■ **Your assignment**: Below are some records; output all of them exactly as they read.

= Beginning of Section =

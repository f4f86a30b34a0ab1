//! HTTP route entry point for `/api/...`.
//!
//! Routes are organized by domain, each protected via the appropriate access
//! control middleware:
//! - `/health` → Health check endpoint (public)
//! - `/auth` → Register, login, logout, current user (login is public;
//!   logout and `/me` authenticate via the bearer token extractor)
//! - `/users` → User directory (manager or higher; status changes admin-only)
//! - `/activities` → Activity feed (listing manager or higher, creation any
//!   authenticated user)
//! - `/analytics` → Dashboard statistics (manager or higher; CSV export
//!   admin-only)

use crate::auth::guards::{allow_authenticated, allow_manager};
use crate::routes::{
    activities::activities_routes, analytics::analytics_routes, auth::auth_routes,
    health::health_routes, users::users_routes,
};
use axum::{Router, middleware::from_fn};
use util::state::AppState;

pub mod activities;
pub mod analytics;
pub mod auth;
pub mod common;
pub mod health;
pub mod users;

/// Builds the complete application router for all HTTP endpoints.
///
/// The returned router still needs `AppState` supplied via `with_state` by
/// the caller (the binary or a test harness).
pub fn routes() -> Router<AppState> {
    Router::new()
        .nest("/health", health_routes())
        .nest("/auth", auth_routes())
        .nest("/users", users_routes().route_layer(from_fn(allow_manager)))
        .nest(
            "/activities",
            activities_routes().route_layer(from_fn(allow_authenticated)),
        )
        .nest(
            "/analytics",
            analytics_routes().route_layer(from_fn(allow_manager)),
        )
}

= End of Section =

■ **Output for this exercise**:
repository f4f86a30b34a0ab1
//! HTTP route entry point for `/api/...`.
//!
//! Routes are organized by domain, each protected via the appropriate access
//! control middleware:
//! - `/health` → Health check endpoint (public)
//! - `/auth` → Register, login, logout, current user (login is public;
//!   logout and `/me` authenticate via the bearer token extractor)
//! - `/users` → User directory (manager or higher; status changes admin-only)
//! - `/activities` → Activity feed (listing manager or higher, creation any
//!   authenticated user)
//! - `/analytics` → Dashboard statistics (manager or higher; CSV export
//!   admin-only)

use crate::auth::guards::{allow_authenticated, allow_manager};
use crate::routes::{
    activities::activities_routes, analytics::analytics_routes, auth::auth_routes,
    health::health_routes, users::users_routes,
};
use axum::{Router, middleware::from_fn};
use util::state::AppState;

pub mod activities;
pub mod analytics;
pub mod auth;
pub mod common;
pub mod health;
pub mod users;

/// Builds the complete application router for all HTTP endpoints.
///
/// The returned router still needs `AppState` supplied via `with_state` by
/// the caller (the binary or a test harness).
pub fn routes() -> Router<AppState> {
    Router::new()
        .nest("/health", health_routes())
        .nest("/auth", auth_routes())
        .nest("/users", users_routes().route_layer(from_fn(allow_manager)))
        .nest(
            "/activities",
            activities_routes().route_layer(from_fn(allow_authenticated)),
        )
        .nest(
            "/analytics",
            analytics_routes().route_layer(from_fn(allow_manager)),
        )
}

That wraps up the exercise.